> Exercise objective
Restate the listing below with no word altered.

> Material for the task
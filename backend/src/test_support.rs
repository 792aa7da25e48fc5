//! Test utilities for the invitation crate.
//!
//! Shared by unit tests (in `src/`) and integration tests (in `tests/`,
//! through the `test-support` feature).

use std::io;
use std::sync::{Mutex, MutexGuard, PoisonError};

use actix_web::dev::ServerHandle;
use actix_web::{App, HttpServer, web};
use chrono::{DateTime, Local, TimeDelta, Utc};
use mockable::Clock;
use reqwest::Url;

use crate::domain::{Attendance, RsvpSubmission};

/// A valid RSVP submission for a reception guest.
pub fn sample_submission() -> RsvpSubmission {
    RsvpSubmission {
        invitation_id: Some("guest-a".to_owned()),
        name: "山田 花子".to_owned(),
        furigana: "やまだ はなこ".to_owned(),
        email: "hanako@example.com".to_owned(),
        phone: Some("090-1234-5678".to_owned()),
        postal_code: Some("150-0043".to_owned()),
        address: Some("東京都渋谷区道玄坂一丁目".to_owned()),
        attendance: Some(Attendance::Attending),
        companions: 1,
        allergies: None,
        message: Some("おめでとうございます".to_owned()),
    }
}

/// In-process HTTP server standing in for an upstream API.
pub struct StubServer {
    /// Root URL of the server, with a trailing slash.
    pub base_url: Url,
    handle: ServerHandle,
}

impl StubServer {
    /// Resolve `path` against the server root.
    ///
    /// # Errors
    ///
    /// Returns an error when `path` is not a valid relative reference.
    pub fn url(&self, path: &str) -> Result<Url, url::ParseError> {
        self.base_url.join(path)
    }

    /// Stop the server without waiting for in-flight requests.
    pub async fn stop(self) {
        self.handle.stop(false).await;
    }
}

/// Bind a one-worker stub server on an ephemeral local port.
///
/// Must be called from within an actix runtime, e.g. `#[actix_web::test]`.
///
/// # Errors
///
/// Returns an error when the listener cannot be bound.
pub fn spawn_stub<F>(configure: F) -> io::Result<StubServer>
where
    F: Fn(&mut web::ServiceConfig) + Send + Clone + 'static,
{
    let server = HttpServer::new(move || App::new().configure(configure.clone()))
        .workers(1)
        .disable_signals()
        .bind(("127.0.0.1", 0))?;
    let addr = server
        .addrs()
        .first()
        .copied()
        .ok_or_else(|| io::Error::other("stub server bound no address"))?;
    let server = server.run();
    let handle = server.handle();
    actix_web::rt::spawn(server);
    let base_url = Url::parse(&format!("http://{addr}/")).map_err(io::Error::other)?;
    Ok(StubServer { base_url, handle })
}

/// A local port with nothing listening on it.
///
/// # Errors
///
/// Returns an error when no ephemeral port can be bound.
pub fn closed_port() -> io::Result<u16> {
    let listener = std::net::TcpListener::bind("127.0.0.1:0")?;
    Ok(listener.local_addr()?.port())
}

/// Clock that only moves when told to.
pub struct MutableClock(Mutex<DateTime<Utc>>);

impl MutableClock {
    /// Clock frozen at `now`.
    pub fn new(now: DateTime<Utc>) -> Self {
        Self(Mutex::new(now))
    }

    /// Move the clock forward.
    pub fn advance_seconds(&self, seconds: i64) {
        *self.lock_clock() += TimeDelta::seconds(seconds);
    }

    fn lock_clock(&self) -> MutexGuard<'_, DateTime<Utc>> {
        self.0.lock().unwrap_or_else(PoisonError::into_inner)
    }
}

impl Clock for MutableClock {
    fn local(&self) -> DateTime<Local> {
        self.utc().with_timezone(&Local)
    }

    fn utc(&self) -> DateTime<Utc> {
        *self.lock_clock()
    }
}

> Result
filename backend/src/test_support.rs
repository 792aa7da25e48fc5
//! Test utilities for the invitation crate.
//!
//! Shared by unit tests (in `src/`) and integration tests (in `tests/`,
//! through the `test-support` feature).

use std::io;
use std::sync::{Mutex, MutexGuard, PoisonError};

use actix_web::dev::ServerHandle;
use actix_web::{App, HttpServer, web};
use chrono::{DateTime, Local, TimeDelta, Utc};
use mockable::Clock;
use reqwest::Url;

use crate::domain::{Attendance, RsvpSubmission};

/// A valid RSVP submission for a reception guest.
pub fn sample_submission() -> RsvpSubmission {
    RsvpSubmission {
        invitation_id: Some("guest-a".to_owned()),
        name: "山田 花子".to_owned(),
        furigana: "やまだ はなこ".to_owned(),
        email: "hanako@example.com".to_owned(),
        phone: Some("090-1234-5678".to_owned()),
        postal_code: Some("150-0043".to_owned()),
        address: Some("東京都渋谷区道玄坂一丁目".to_owned()),
        attendance: Some(Attendance::Attending),
        companions: 1,
        allergies: None,
        message: Some("おめでとうございます".to_owned()),
    }
}

/// In-process HTTP server standing in for an upstream API.
pub struct StubServer {
    /// Root URL of the server, with a trailing slash.
    pub base_url: Url,
    handle: ServerHandle,
}

impl StubServer {
    /// Resolve `path` against the server root.
    ///
    /// # Errors
    ///
    /// Returns an error when `path` is not a valid relative reference.
    pub fn url(&self, path: &str) -> Result<Url, url::ParseError> {
        self.base_url.join(path)
    }

    /// Stop the server without waiting for in-flight requests.
    pub async fn stop(self) {
        self.handle.stop(false).await;
    }
}

/// Bind a one-worker stub server on an ephemeral local port.
///
/// Must be called from within an actix runtime, e.g. `#[actix_web::test]`.
///
/// # Errors
///
/// Returns an error when the listener cannot be bound.
pub fn spawn_stub<F>(configure: F) -> io::Result<StubServer>
where
    F: Fn(&mut web::ServiceConfig) + Send + Clone + 'static,
{
    let server = HttpServer::new(move || App::new().configure(configure.clone()))
        .workers(1)
        .disable_signals()
        .bind(("127.0.0.1", 0))?;
    let addr = server
        .addrs()
        .first()
        .copied()
        .ok_or_else(|| io::Error::other("stub server bound no address"))?;
    let server = server.run();
    let handle = server.handle();
    actix_web::rt::spawn(server);
    let base_url = Url::parse(&format!("http://{addr}/")).map_err(io::Error::other)?;
    Ok(StubServer { base_url, handle })
}

/// A local port with nothing listening on it.
///
/// # Errors
///
/// Returns an error when no ephemeral port can be bound.
pub fn closed_port() -> io::Result<u16> {
    let listener = std::net::TcpListener::bind("127.0.0.1:0")?;
    Ok(listener.local_addr()?.port())
}

/// Clock that only moves when told to.
pub struct MutableClock(Mutex<DateTime<Utc>>);

impl MutableClock {
    /// Clock frozen at `now`.
    pub fn new(now: DateTime<Utc>) -> Self {
        Self(Mutex::new(now))
    }

    /// Move the clock forward.
    pub fn advance_seconds(&self, seconds: i64) {
        *self.lock_clock() += TimeDelta::seconds(seconds);
    }

    fn lock_clock(&self) -> MutexGuard<'_, DateTime<Utc>> {
        self.0.lock().unwrap_or_else(PoisonError::into_inner)
    }
}

impl Clock for MutableClock {
    fn local(&self) -> DateTime<Local> {
        self.utc().with_timezone(&Local)
    }

    fn utc(&self) -> DateTime<Utc> {
        *self.lock_clock()
    }
}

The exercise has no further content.